FIRE has long cautioned that “[l]iberty cannot exist in a society in which people are forced to conform their thoughts and expression to an official viewpoint.” Indeed, we published an entire Guide to First-Year Orientation and Thought Reform on Campus

Although HB 377’s focus on students’ freedom of conscience is a marked improvement over the legislature’s initial efforts to ban certain teachings, we remain concerned that the language in the bill could be read to prevent professors from being able to require students to engage in academic role-playing exercises or engage in devil’s advocacy. Both of those teaching techniques are common in law schools, as well as in many other disciplines. Accordingly, we urged legislators to amend the bill to clarify that within the classroom or as part of an assignment, faculty may lawfully ask students to play devil’s advocate or to put themselves in the shoes of advocates whose views they don’t personally hold. Unfortunately, they did not make our requested edit.

Still, institutions will need to be careful not to read the bill to preclude this practice from occurring, as the bill makes a point of saying that students cannot be compelled to “personally affirm” (rather than merely affirm for purposes of debate or argument) the listed tenets. That reading also happens to be the only one that is compatible with academic freedom, which the Supreme Court in Keyishian v. Board of Regents (1967) called “a special concern of the First Amendment.” FIRE believes that the bill would have benefited from further such clarification, especially given the Lt.

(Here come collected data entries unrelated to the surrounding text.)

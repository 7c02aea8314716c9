use crate::domain::values::strategy_config::StrategyConfig;
use chrono::{DateTime, Utc};
use serde::{Deserialize, Serialize};

/// A named, versioned strategy config. Versions are immutable: changing a
/// strategy means registering a new version under the same name.
#[derive(Debug, Clone, Serialize, Deserialize)]
pub struct Strategy {
    pub id: String,
    pub name: String,
    pub version: u32,
    pub config: StrategyConfig,
    pub created_at: DateTime<Utc>,
}

impl Strategy {
    pub fn new(name: String, version: u32, config: StrategyConfig) -> Self {
        Self {
            id: uuid::Uuid::new_v4().to_string(),
            name,
            version,
            config,
            created_at: Utc::now(),
        }
    }
}
use crate::domain::entities::strategy::Strategy;
use crate::domain::error::DomainError;
use crate::domain::ports::strategy_repository::StrategyRepository;
use crate::domain::values::strategy_config::StrategyConfig;
use std::sync::Arc;
use tracing::info;

pub struct StrategyUseCase {
    repo: Arc<dyn StrategyRepository>,
}

impl StrategyUseCase {
    pub fn new(repo: Arc<dyn StrategyRepository>) -> Self {
        Self { repo }
    }

    /// Register `config` under `name`. Re-registering a name creates the
    /// next version; earlier versions stay untouched.
    pub fn add(&self, name: &str, config: StrategyConfig) -> Result<Strategy, DomainError> {
        let name = name.trim();
        if name.is_empty() {
            return Err(DomainError::InvalidInput("Strategy name is required".into()));
        }
        config.validate()?;

        let version = self.repo.latest(name)?.map_or(1, |s| s.version + 1);
        let strategy = Strategy::new(name.to_string(), version, config);
        self.repo.add(&strategy)?;
        info!(name, version, id = %strategy.id, "Strategy registered");
        Ok(strategy)
    }

    /// Look a strategy up by id, falling back to the latest version of a
    /// strategy with that name.
    pub fn resolve(&self, id_or_name: &str) -> Result<Strategy, DomainError> {
        if let Some(strategy) = self.repo.get(id_or_name)? {
            return Ok(strategy);
        }
        self.repo
            .latest(id_or_name)?
            .ok_or_else(|| DomainError::NotFound(format!("Strategy not found: {id_or_name}")))
    }

    pub fn list(&self) -> Result<Vec<Strategy>, DomainError> {
        self.repo.list()
    }
}
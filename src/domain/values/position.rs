use serde::{Deserialize, Serialize};
use std::fmt;
use std::str::FromStr;

/// Playing position. Competitors are only ever ranked against others in the
/// same position.
#[derive(Debug, Clone, Copy, PartialEq, Eq, Hash, PartialOrd, Ord, Serialize, Deserialize)]
#[serde(rename_all = "lowercase")]
pub enum Position {
    #[serde(alias = "goalkeeper")]
    Gkp,
    #[serde(alias = "defender")]
    Def,
    #[serde(alias = "midfielder")]
    Mid,
    #[serde(alias = "forward")]
    Fwd,
}

impl Position {
    pub const ALL: [Position; 4] = [Position::Gkp, Position::Def, Position::Mid, Position::Fwd];
}

impl fmt::Display for Position {
    fn fmt(&self, f: &mut fmt::Formatter<'_>) -> fmt::Result {
        match self {
            Position::Gkp => write!(f, "gkp"),
            Position::Def => write!(f, "def"),
            Position::Mid => write!(f, "mid"),
            Position::Fwd => write!(f, "fwd"),
        }
    }
}

impl FromStr for Position {
    type Err = String;

    fn from_str(s: &str) -> Result<Self, Self::Err> {
        match s.to_lowercase().as_str() {
            "gkp" | "gk" | "goalkeeper" => Ok(Position::Gkp),
            "def" | "defender" => Ok(Position::Def),
            "mid" | "midfielder" => Ok(Position::Mid),
            "fwd" | "forward" => Ok(Position::Fwd),
            _ => Err(format!("Unknown position: {s}")),
        }
    }
}
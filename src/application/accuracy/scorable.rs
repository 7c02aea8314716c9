//! Selection of forecasts eligible for accuracy scoring.

use std::collections::{BTreeMap, HashSet};

use crate::domain::entities::forecast::RankedForecast;
use crate::domain::values::forecast_source::ForecastSource;
use crate::domain::values::ids::{ForecastId, PeriodId};
use crate::domain::values::position::Position;
use crate::domain::values::scorable_rules::ScorableRules;

/// Ids of the forecasts for `period` that count towards accuracy.
///
/// User forecasts always count. Strategy forecasts count only for their top
/// `K` ranks in each position, with `K` taken from `rules` for `period`.
/// Forecasts for other periods are never selected.
pub fn select_scorable(
    forecasts: &[RankedForecast],
    period: PeriodId,
    rules: &ScorableRules,
) -> HashSet<ForecastId> {
    let mut scorable = HashSet::new();
    let mut strategy_picks: BTreeMap<(&ForecastSource, Position), Vec<&RankedForecast>> =
        BTreeMap::new();

    for forecast in forecasts.iter().filter(|f| f.period_id == period) {
        if forecast.source.is_strategy() {
            strategy_picks
                .entry((&forecast.source, forecast.position))
                .or_default()
                .push(forecast);
        } else {
            scorable.insert(forecast.id.clone());
        }
    }

    for ((_, position), mut picks) in strategy_picks {
        let slots = rules.slots_for(period, position);
        picks.sort_by(|a, b| {
            a.rank
                .cmp(&b.rank)
                .then_with(|| a.competitor_id.cmp(&b.competitor_id))
        });
        scorable.extend(picks.into_iter().take(slots).map(|f| f.id.clone()));
    }

    scorable
}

Governor’s newly created task force to examine indoctrination in Idaho education — which invites students to report any bias in the classroom — as well as the tremendous political pressure in some quarters to crack down on the teaching of critical race theory.

FIRE will continue to monitor bills that affect academic freedom across the country and oppose measures that threaten this crucial right, and of course, will keep our readers updated on any further developments.